The Striker (Gods of the Game Book 1) -
The Striker: Chapter 6
“Who drove you home?”
“What makes you think someone drove me home?” I unpacked our Chinese takeaway and avoided my brother’s eyes. “I always take the tube.”
It wasn’t Thursday, but he showed up at my flat an hour ago after he finished dealing with our father’s situation. I took one look at his face, let him in, and ordered us food.
Sometimes, sibling intuition trumped explanations.
“It’s a long walk to the tube station, and you don’t have an umbrella drying in the hall. Therefore, you didn’t take the tube.” Vincent shrugged. We were seated at my kitchen table in our usual spots—me next to the window, him next to the fridge. “Elementary, my dear Watson.”
“Wow, I have Sherlock Holmes in my kitchen. Someone call BBC One and tell them they need another reboot.”
“Ha ha.” Vincent snagged a spring roll from its container. “It wasn’t Carina, was it? Because I haven’t forgotten the time she drove my Lambo into the curb.”
“She’s apologized multiple times for that,” I said, suppressing a laugh at the memory of Vincent’s face when he saw the scratch on his precious car. Carina was like a second sister to him, which was the only reason he’d let her behind the wheel. “And no, it wasn’t her. It was someone else from the academy.”
Asher was training there and therefore a temporary member of the academy, so I wasn’t lying. Technically.
I hadn’t wanted to get into a car with him. I didn’t deal well with new-to-me drivers after the accident, which was why I rarely took taxis, but the paparazzi ambush had left me no choice.
“So it’s another staff member.” For some reason, Vincent looked relieved. Maybe a paranoid part of him had feared Asher was the one who drove me home. “Good.”
I didn’t correct him and prove his paranoia right.
Looking back, I should’ve been terrified given Asher’s reputation for reckless driving. However, he’d driven safe and slow, and our conversation had kept me from spiraling.
For someone whose mere presence put me on edge, he had a way of also easing my anxiety—namely by distracting me so much I didn’t have time to think about anything else.
A twist of unease tightened inside me. I didn’t like my contradictory reactions to Asher. I preferred to sort my emotions into separate boxes—black and white, good and bad, alphabetized and color-coded. But when I looked at him, I was a muddled canvas of gray.
I hated gray.
“So, are we going to talk about what happened?” I asked, switching subjects. Asher and I hadn’t done anything wrong, but I didn’t want Vincent to freak out and go on a tangent about me consorting with the enemy. “How’s Dad?”
All I knew was he’d had an accident. He had a lot of those now that he was retired and constantly puttering around, but they usually involved him hitting his head or slamming the door on his hand. Nevertheless, he made it sound like he was dying every time.

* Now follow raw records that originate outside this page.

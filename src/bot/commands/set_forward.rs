use super::Command;
use crate::db;
use crate::db::forwarding;
use crate::models::ForwardConfig;
use diesel::PgConnection;
use frankenstein::Message;

static COMMAND: &str = "/set_forward";

static USAGE: &str = "Usage: /set_forward <target_chat_id> [only_forward: true/false]\nExample: /set_forward -100123456789 true";

pub struct SetForward {}

impl SetForward {
    fn set_forward(
        &self,
        db_connection: &mut PgConnection,
        message: &Message,
        argument: &str,
    ) -> String {
        let parts: Vec<&str> = argument.split_whitespace().collect();

        if parts.is_empty() {
            return USAGE.to_string();
        }

        let target_chat_id: i64 = match parts[0].parse() {
            Ok(chat_id) => chat_id,
            Err(_) => return "⚠️ Invalid Target Chat ID.".to_string(),
        };

        let only_forward = parts
            .get(1)
            .map(|value| value.to_lowercase() == "true")
            .unwrap_or(false);

        let config = ForwardConfig {
            target_chat_id,
            only_forward,
        };

        match forwarding::set_config(db_connection, message.chat.id, &config) {
            Ok(()) => format!(
                "✅ Forwarding configured.\nTarget: {}\nOnly Forward: {}",
                target_chat_id, only_forward
            ),
            Err(error) => {
                log::error!("Failed to store the forward config: {:?}", error);

                "Something went wrong with the bot's storage".to_string()
            }
        }
    }

    pub fn command() -> &'static str {
        COMMAND
    }
}

impl Command for SetForward {
    fn response(&self, db_connection: &mut db::PooledConnection, message: &Message) -> String {
        match &message.text {
            Some(text) => {
                let argument = self.parse_argument(text);
                self.set_forward(db_connection, message, &argument)
            }
            None => USAGE.to_string(),
        }
    }

    fn command(&self) -> &str {
        Self::command()
    }
}
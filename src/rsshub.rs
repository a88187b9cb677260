use crate::config::Config;
use url::Url;

const DEFAULT_BASE_URL: &str = "https://rsshub.app";

// Older deployments configured the base URL with the route already attached.
const LEGACY_ROUTE_SUFFIXES: [&str; 5] = [
    "/youtube/user",
    "/youtube/channel",
    "/youtube/live",
    "/twitter/user",
    "/x/user",
];

pub fn twitter_user_url(handle: &str) -> String {
    build_url(&format!("/twitter/user/{}", handle))
}

pub fn youtube_user_url(channel_name: &str) -> String {
    build_url(&format!("/youtube/user/{}", channel_name))
}

fn build_url(route: &str) -> String {
    let base_url = normalize_base_url(&Config::rss_base_url());
    let route = if route.starts_with('/') {
        route.to_string()
    } else {
        format!("/{}", route)
    };

    format!("{}{}", base_url, route)
}

/// Normalizes a configured proxy base URL: defaults the protocol to https,
/// strips trailing slashes and legacy route suffixes, and falls back to the
/// public RSSHub instance when the value is empty or unparseable.
pub fn normalize_base_url(raw_base_url: &str) -> String {
    let trimmed = raw_base_url.trim();

    if trimmed.is_empty() {
        return DEFAULT_BASE_URL.to_string();
    }

    let lowercased = trimmed.to_lowercase();
    let with_protocol = if lowercased.starts_with("http://") || lowercased.starts_with("https://") {
        trimmed.to_string()
    } else {
        format!("https://{}", trimmed)
    };

    match Url::parse(&with_protocol) {
        Ok(url) => {
            let mut path = url.path().trim_end_matches('/').to_string();

            for suffix in LEGACY_ROUTE_SUFFIXES {
                if path.to_lowercase().ends_with(suffix) {
                    path.truncate(path.len() - suffix.len());
                    break;
                }
            }

            if path == "/" {
                path.clear();
            }

            format!("{}{}", url.origin().ascii_serialization(), path)
        }
        Err(_) => DEFAULT_BASE_URL.to_string(),
    }
}
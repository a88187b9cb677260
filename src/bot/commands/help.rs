use super::Command;
use crate::db;
use frankenstein::Message;

static COMMAND: &str = "/help";

pub struct Help {}

impl Help {
    pub fn command() -> &'static str {
        COMMAND
    }
}

impl Command for Help {
    fn response(&self, _db_connection: &mut db::PooledConnection, _message: &Message) -> String {
        "📖 <b>Help Guide</b>\n\n\
         <b>1. Add Subscription</b>\n\
         Use <code>/add &lt;type&gt; &lt;arg&gt;</code>\n\
         - RSS: <code>/add rss https://example.com/feed.xml</code>\n\
         - X (Twitter): <code>/add x username</code>\n\
         - YouTube: <code>/add youtube username</code>\n\n\
         <b>2. Forwarding Settings</b>\n\
         Configure message forwarding to another channel/group:\n\
         <code>/set_forward &lt;target_chat_id&gt; [only_forward: true/false]</code>\n\
         Example: <code>/set_forward -100123456789 true</code> (Sends ONLY to target)\n\
         To remove: <code>/del_forward</code>\n\n\
         <b>3. Manage Subscriptions</b>\n\
         - List: <code>/list</code>\n\
         - Remove: <code>/del [type] &lt;name&gt;</code>\n\
         - ID Info: <code>/id</code>"
            .to_string()
    }

    fn command(&self) -> &str {
        Self::command()
    }
}
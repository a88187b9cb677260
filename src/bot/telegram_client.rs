use crate::config::Config;
use crate::http_client;
use crate::sync::SendBudget;
use frankenstein::AllowedUpdate;
use frankenstein::AnswerCallbackQueryParams;
use frankenstein::ErrorResponse;
use frankenstein::GetUpdatesParams;
use frankenstein::ParseMode;
use frankenstein::ReplyMarkup;
use frankenstein::SendMessageParams;
use frankenstein::TelegramApi;
use frankenstein::Update;
use isahc::prelude::*;
use isahc::HttpClient;
use isahc::Request;
use std::collections::VecDeque;
use std::path::PathBuf;
use std::thread;
use std::time::Duration;
use typed_builder::TypedBuilder;

#[derive(Clone, Debug)]
pub struct Api {
    pub api_url: String,
    pub update_params: GetUpdatesParams,
    pub buffer: VecDeque<Update>,
    pub http_client: HttpClient,
}

#[derive(Debug)]
pub enum Error {
    HttpError(HttpError),
    ApiError(ErrorResponse),
}

#[derive(Eq, PartialEq, Debug)]
pub struct HttpError {
    pub code: u16,
    pub message: String,
}

/// A message addressed to one delivery target. The thread id is omitted
/// from the API call entirely when absent (top-level chat delivery).
#[derive(TypedBuilder)]
pub struct OutgoingMessage {
    pub chat_id: i64,
    pub text: String,
    #[builder(default, setter(into))]
    pub message_thread_id: Option<i32>,
    #[builder(default, setter(into))]
    pub reply_markup: Option<ReplyMarkup>,
}

impl Api {
    pub fn new(token: &str) -> Api {
        let base_url = Config::telegram_base_url();

        Self::with_api_url(format!("{base_url}{token}"))
    }

    pub fn with_api_url(api_url: String) -> Api {
        let http_client = http_client::client().clone();

        let update_params = GetUpdatesParams::builder()
            .allowed_updates(vec![AllowedUpdate::Message, AllowedUpdate::CallbackQuery])
            .build();

        Api {
            api_url,
            update_params,
            http_client,
            buffer: VecDeque::new(),
        }
    }

    pub fn next_update(&mut self) -> Option<Update> {
        if let Some(update) = self.buffer.pop_front() {
            return Some(update);
        }

        match self.get_updates(&self.update_params) {
            Ok(updates) => {
                for update in updates.result {
                    self.buffer.push_back(update);
                }

                if let Some(last_update) = self.buffer.back() {
                    self.update_params.offset = Some((last_update.update_id + 1).into());
                }

                self.buffer.pop_front()
            }

            Err(err) => {
                log::error!("Failed to fetch updates {:?}", err);
                None
            }
        }
    }

    /// Unbudgeted send used by the command surface.
    pub fn reply_with_text_message(&self, message: &OutgoingMessage) -> Result<(), Error> {
        let params = Self::build_send_params(message);

        match self.send_message(&params) {
            Ok(_) => Ok(()),
            Err(err) => {
                log::error!("Failed to send message to {}: {:?}", message.chat_id, err);
                Err(err)
            }
        }
    }

    /// Budgeted send used by the feed engine. Every attempt costs one
    /// budget unit; an exhausted budget short-circuits without a network
    /// call. A 429 response is retried exactly once after sleeping
    /// `retry_after + 1` seconds; the retry pays for its own attempt.
    pub fn deliver(&self, message: &OutgoingMessage, budget: &mut SendBudget) -> bool {
        let params = Self::build_send_params(message);
        let mut retried = false;

        loop {
            if !budget.try_consume() {
                return false;
            }

            let error = match self.send_message(&params) {
                Ok(_) => return true,
                Err(error) => error,
            };

            if !retried {
                if let Some(retry_after) = retry_after_seconds(&error) {
                    log::warn!(
                        "Telegram 429 for {} ({:?}), retrying in {}s",
                        message.chat_id,
                        message.message_thread_id,
                        retry_after
                    );
                    thread::sleep(Duration::from_secs(retry_after + 1));
                    retried = true;
                    continue;
                }
            }

            log::error!(
                "Failed to send message to {} ({:?}): {:?}",
                message.chat_id,
                message.message_thread_id,
                error
            );

            return false;
        }
    }

    pub fn answer_callback(&self, callback_query_id: &str, text: &str) {
        let params = AnswerCallbackQueryParams::builder()
            .callback_query_id(callback_query_id)
            .text(text)
            .build();

        if let Err(err) = self.answer_callback_query(&params) {
            log::error!("Failed to answer callback query {:?}", err);
        }
    }

    fn build_send_params(message: &OutgoingMessage) -> SendMessageParams {
        let mut params = SendMessageParams::builder()
            .chat_id(message.chat_id)
            .text(message.text.clone())
            .parse_mode(ParseMode::Html)
            .build();

        params.message_thread_id = message.message_thread_id;
        params.reply_markup = message.reply_markup.clone();

        params
    }
}

/// Backoff duration from a rate-limit error, when the server provided one.
fn retry_after_seconds(error: &Error) -> Option<u64> {
    match error {
        Error::ApiError(response) if response.error_code == 429 => response
            .parameters
            .as_ref()
            .and_then(|parameters| parameters.retry_after)
            .map(|seconds| seconds as u64)
            .filter(|seconds| *seconds > 0),
        _ => None,
    }
}

impl From<isahc::http::Error> for Error {
    fn from(error: isahc::http::Error) -> Self {
        let message = format!("{error:?}");

        let error = HttpError { code: 500, message };

        Error::HttpError(error)
    }
}

impl From<std::io::Error> for Error {
    fn from(error: std::io::Error) -> Self {
        let message = format!("{error:?}");

        let error = HttpError { code: 500, message };

        Error::HttpError(error)
    }
}

impl From<isahc::Error> for Error {
    fn from(error: isahc::Error) -> Self {
        let message = format!("{error:?}");

        let error = HttpError { code: 500, message };

        Error::HttpError(error)
    }
}

impl TelegramApi for Api {
    type Error = Error;

    fn request<T1: serde::ser::Serialize, T2: serde::de::DeserializeOwned>(
        &self,
        method: &str,
        params: Option<T1>,
    ) -> Result<T2, Error> {
        let url = format!("{}/{method}", self.api_url);

        let request_builder = Request::post(url).header("Content-Type", "application/json");

        let mut response = match params {
            None => {
                let request = request_builder.body(())?;
                self.http_client.send(request)?
            }
            Some(data) => {
                let json = serde_json::to_string(&data).map_err(|error| {
                    Error::HttpError(HttpError {
                        code: 500,
                        message: format!("{error:?}"),
                    })
                })?;
                let request = request_builder.body(json)?;

                self.http_client.send(request)?
            }
        };

        let mut bytes = Vec::new();
        response.copy_to(&mut bytes)?;

        let parsed_result: Result<T2, serde_json::Error> = serde_json::from_slice(&bytes);

        match parsed_result {
            Ok(result) => Ok(result),
            Err(_) => {
                let parsed_error: Result<ErrorResponse, serde_json::Error> =
                    serde_json::from_slice(&bytes);

                match parsed_error {
                    Ok(result) => Err(Error::ApiError(result)),
                    Err(error) => {
                        let message = format!("{:?} {error:?}", std::str::from_utf8(&bytes));

                        let error = HttpError { code: 500, message };

                        Err(Error::HttpError(error))
                    }
                }
            }
        }
    }

    // isahc doesn't support multipart uploads, and this bot never sends
    // files anyway.
    fn request_with_form_data<T1: serde::ser::Serialize, T2: serde::de::DeserializeOwned>(
        &self,
        _method: &str,
        _params: T1,
        _files: Vec<(&str, PathBuf)>,
    ) -> Result<T2, Error> {
        let error = HttpError {
            code: 500,
            message: "isahc doesn't support form data requests".to_string(),
        };

        Err(Error::HttpError(error))
    }
}

#[cfg(test)]
mod tests {
    use super::{Api, OutgoingMessage};
    use crate::sync::SendBudget;
    use mockito::mock;

    fn api() -> Api {
        Api::with_api_url(format!("{}/bottest-token", mockito::server_url()))
    }

    fn message() -> OutgoingMessage {
        OutgoingMessage::builder()
            .chat_id(1)
            .text("hello".to_string())
            .build()
    }

    #[test]
    fn it_delivers_a_message_consuming_one_budget_unit() {
        let _m = mock("POST", "/bottest-token/sendMessage")
            .with_status(200)
            .with_body(
                r#"{"ok":true,"result":{"message_id":1,"date":0,"chat":{"id":1,"type":"private"}}}"#,
            )
            .create();

        let mut budget = SendBudget::new(5);

        assert!(api().deliver(&message(), &mut budget));
        assert_eq!(budget.remaining(), 4);
    }

    #[test]
    fn it_skips_the_network_call_when_the_budget_is_exhausted() {
        let m = mock("POST", "/bottest-token/sendMessage").expect(0).create();

        let mut budget = SendBudget::new(0);

        assert!(!api().deliver(&message(), &mut budget));
        assert_eq!(budget.remaining(), 0);
        m.assert();
    }

    #[test]
    fn it_fails_without_retry_on_plain_errors() {
        let _m = mock("POST", "/bottest-token/sendMessage")
            .with_status(400)
            .with_body(r#"{"ok":false,"error_code":400,"description":"Bad Request"}"#)
            .create();

        let mut budget = SendBudget::new(5);

        assert!(!api().deliver(&message(), &mut budget));
        assert_eq!(budget.remaining(), 4);
    }

    #[test]
    fn it_retries_a_rate_limit_once_consuming_two_budget_units() {
        let m = mock("POST", "/bottest-token/sendMessage")
            .with_status(429)
            .with_body(
                r#"{"ok":false,"error_code":429,"description":"Too Many Requests: retry after 1","parameters":{"retry_after":1}}"#,
            )
            .expect(2)
            .create();

        let mut budget = SendBudget::new(5);

        // Both attempts hit 429; the second is final.
        assert!(!api().deliver(&message(), &mut budget));
        assert_eq!(budget.remaining(), 3);
        m.assert();
    }
}
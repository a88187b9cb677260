use crate::sync::reader::{FeedReaderError, FetchedFeed, FetchedFeedItem, ReadFeed};
use rss::Channel;

pub struct RssReader {}

impl ReadFeed for RssReader {
    fn read_from_str(&self, body: &str) -> Result<FetchedFeed, FeedReaderError> {
        match Channel::read_from(body.as_bytes()) {
            Ok(channel) => Ok(FetchedFeed::from(channel)),
            Err(err) => {
                let msg = format!("{}", err);

                Err(FeedReaderError { msg })
            }
        }
    }
}

impl From<Channel> for FetchedFeed {
    fn from(channel: Channel) -> Self {
        let items = channel
            .items()
            .iter()
            .map(|item| {
                let link = item.link().map(str::trim).unwrap_or_default().to_string();
                // RSS items without a guid are identified by their link.
                let guid = match item.guid() {
                    Some(guid) if !guid.value().trim().is_empty() => {
                        guid.value().trim().to_string()
                    }
                    _ => link.clone(),
                };

                FetchedFeedItem {
                    title: item.title().map(str::trim).unwrap_or_default().to_string(),
                    link,
                    guid,
                    pub_date: item
                        .pub_date()
                        .map(str::trim)
                        .unwrap_or_default()
                        .to_string(),
                }
            })
            .collect::<Vec<FetchedFeedItem>>();

        FetchedFeed {
            title: channel.title().trim().to_string(),
            items,
        }
    }
}

#[cfg(test)]
mod tests {
    use super::FetchedFeed;
    use rss::Channel;
    use std::fs;
    use std::str::FromStr;

    #[test]
    fn it_converts_an_rss_channel_to_a_fetched_feed() {
        let xml_feed = fs::read_to_string("./tests/support/rss_feed_example.xml").unwrap();
        let channel = Channel::from_str(&xml_feed).unwrap();

        let fetched_feed: FetchedFeed = channel.into();

        assert_eq!(fetched_feed.title, "Example News".to_string());
        assert_eq!(fetched_feed.items.len(), 3);

        let first = &fetched_feed.items[0];
        assert_eq!(first.title, "First article");
        assert_eq!(first.link, "https://example.com/articles/1");
        assert_eq!(first.guid, "example-guid-1");
        assert_eq!(first.pub_date, "Mon, 06 Sep 2021 12:00:00 GMT");
    }

    #[test]
    fn it_falls_back_to_the_link_when_the_guid_is_missing() {
        let xml_feed = fs::read_to_string("./tests/support/rss_feed_example.xml").unwrap();
        let channel = Channel::from_str(&xml_feed).unwrap();

        let fetched_feed: FetchedFeed = channel.into();

        let second = &fetched_feed.items[1];
        assert_eq!(second.guid, "https://example.com/articles/2");
    }

    #[test]
    fn it_keeps_items_with_missing_fields_as_empty_strings() {
        let xml_feed = fs::read_to_string("./tests/support/rss_feed_example.xml").unwrap();
        let channel = Channel::from_str(&xml_feed).unwrap();

        let fetched_feed: FetchedFeed = channel.into();

        let third = &fetched_feed.items[2];
        assert_eq!(third.link, "");
        assert_eq!(third.pub_date, "");
    }
}
//! Progress notification port
//!
//! Defines the interface for reporting progress during a case run.

/// Callback for progress updates while a case run executes
///
/// Implementations live in the presentation layer and can display
/// progress in various ways (console, progress bars, etc.)
pub trait ProgressNotifier: Send + Sync {
    /// Called when a dependency layer starts dispatching
    fn on_layer_start(&self, layer: usize, total_tasks: usize);

    /// Called when a task in the current layer reaches a terminal state
    fn on_task_complete(&self, layer: usize, role: &str, success: bool);

    /// Called when every task in a layer is terminal
    fn on_layer_complete(&self, layer: usize);

    /// Called once at the end of the run
    fn on_run_complete(&self, _success: bool) {}
}

/// No-op progress notifier for when progress reporting is not needed
pub struct NoProgress;

impl ProgressNotifier for NoProgress {
    fn on_layer_start(&self, _layer: usize, _total_tasks: usize) {}
    fn on_task_complete(&self, _layer: usize, _role: &str, _success: bool) {}
    fn on_layer_complete(&self, _layer: usize) {}
}
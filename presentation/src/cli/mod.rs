//! CLI argument definitions

pub mod commands;
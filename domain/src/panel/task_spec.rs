//! Task template types
//!
//! A [`TaskSpec`] is the immutable description of one unit of panel work:
//! the prompt template, the output contract the worker must honor, the
//! worker assigned to it, and the tasks whose outputs feed its context.
//! Specs are created once at startup and never mutated afterwards; each
//! case submission resolves them into fresh per-run instances instead
//! (see [`crate::run::TaskInstance`]).

use crate::panel::worker::Worker;
use serde::{Deserialize, Serialize};

/// Identifier of a task spec within a panel (Value Object)
#[derive(Debug, Clone, PartialEq, Eq, Hash, PartialOrd, Ord, Serialize, Deserialize)]
#[serde(transparent)]
pub struct TaskId(String);

impl TaskId {
    /// Create a new task id
    ///
    /// # Panics
    /// Panics if the id is empty or only whitespace
    pub fn new(id: impl Into<String>) -> Self {
        let id = id.into();
        assert!(!id.trim().is_empty(), "Task id cannot be empty");
        Self(id)
    }

    /// Try to create a new task id, returning None if invalid
    pub fn try_new(id: impl Into<String>) -> Option<Self> {
        let id = id.into();
        if id.trim().is_empty() {
            None
        } else {
            Some(Self(id))
        }
    }

    pub fn as_str(&self) -> &str {
        &self.0
    }
}

impl std::fmt::Display for TaskId {
    fn fmt(&self, f: &mut std::fmt::Formatter<'_>) -> std::fmt::Result {
        write!(f, "{}", self.0)
    }
}

impl From<&str> for TaskId {
    fn from(s: &str) -> Self {
        TaskId::new(s)
    }
}

impl From<String> for TaskId {
    fn from(s: String) -> Self {
        TaskId::new(s)
    }
}

/// Immutable template for one unit of panel work
///
/// `depends_on` order is load-bearing: upstream outputs are folded into
/// the resolved prompt in this declaration order, never completion order.
#[derive(Debug, Clone, Serialize, Deserialize)]
pub struct TaskSpec {
    id: TaskId,
    prompt_template: String,
    expected_output: String,
    worker: Worker,
    depends_on: Vec<TaskId>,
}

impl TaskSpec {
    pub fn new(
        id: impl Into<TaskId>,
        prompt_template: impl Into<String>,
        expected_output: impl Into<String>,
        worker: Worker,
    ) -> Self {
        Self {
            id: id.into(),
            prompt_template: prompt_template.into(),
            expected_output: expected_output.into(),
            worker,
            depends_on: Vec::new(),
        }
    }

    /// Declare the tasks whose outputs feed this task's context
    pub fn with_depends_on(mut self, deps: Vec<TaskId>) -> Self {
        self.depends_on = deps;
        self
    }

    pub fn id(&self) -> &TaskId {
        &self.id
    }

    pub fn prompt_template(&self) -> &str {
        &self.prompt_template
    }

    pub fn expected_output(&self) -> &str {
        &self.expected_output
    }

    pub fn worker(&self) -> &Worker {
        &self.worker
    }

    pub fn depends_on(&self) -> &[TaskId] {
        &self.depends_on
    }

    /// A leaf task has no dependencies and can run in the first layer
    pub fn is_leaf(&self) -> bool {
        self.depends_on.is_empty()
    }
}
//! Infrastructure layer for consilium
//!
//! This crate contains adapters that implement the ports defined
//! in the application layer, including configuration file loading.

pub mod config;
pub mod providers;

// Re-export commonly used types
pub use config::{ConfigLoader, ConfigValidationError, FileConfig, FileGeneratorConfig, FileOutputConfig, FilePanelConfig, FileTaskConfig};
pub use providers::OpenRouterGenerator;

Vincent wasn’t the only drama queen in the family.
Still, he was our father, so it was our duty to check in anyway, hence why Vincent gave him an emergency ringtone.
“He fell and broke his hip. He’s fine,” he said when I opened my mouth. “He doesn’t need surgery. But, uh, he asked me to come home and stay with him until the season starts or he’s fully healed.”
I narrowed my eyes as Vincent wolfed down his spring roll. “You can’t hire a home nurse? It has to be you, specifically?”
“I did hire a nurse, which is why he wants me to stay with him. You know he hates being alone with strangers.”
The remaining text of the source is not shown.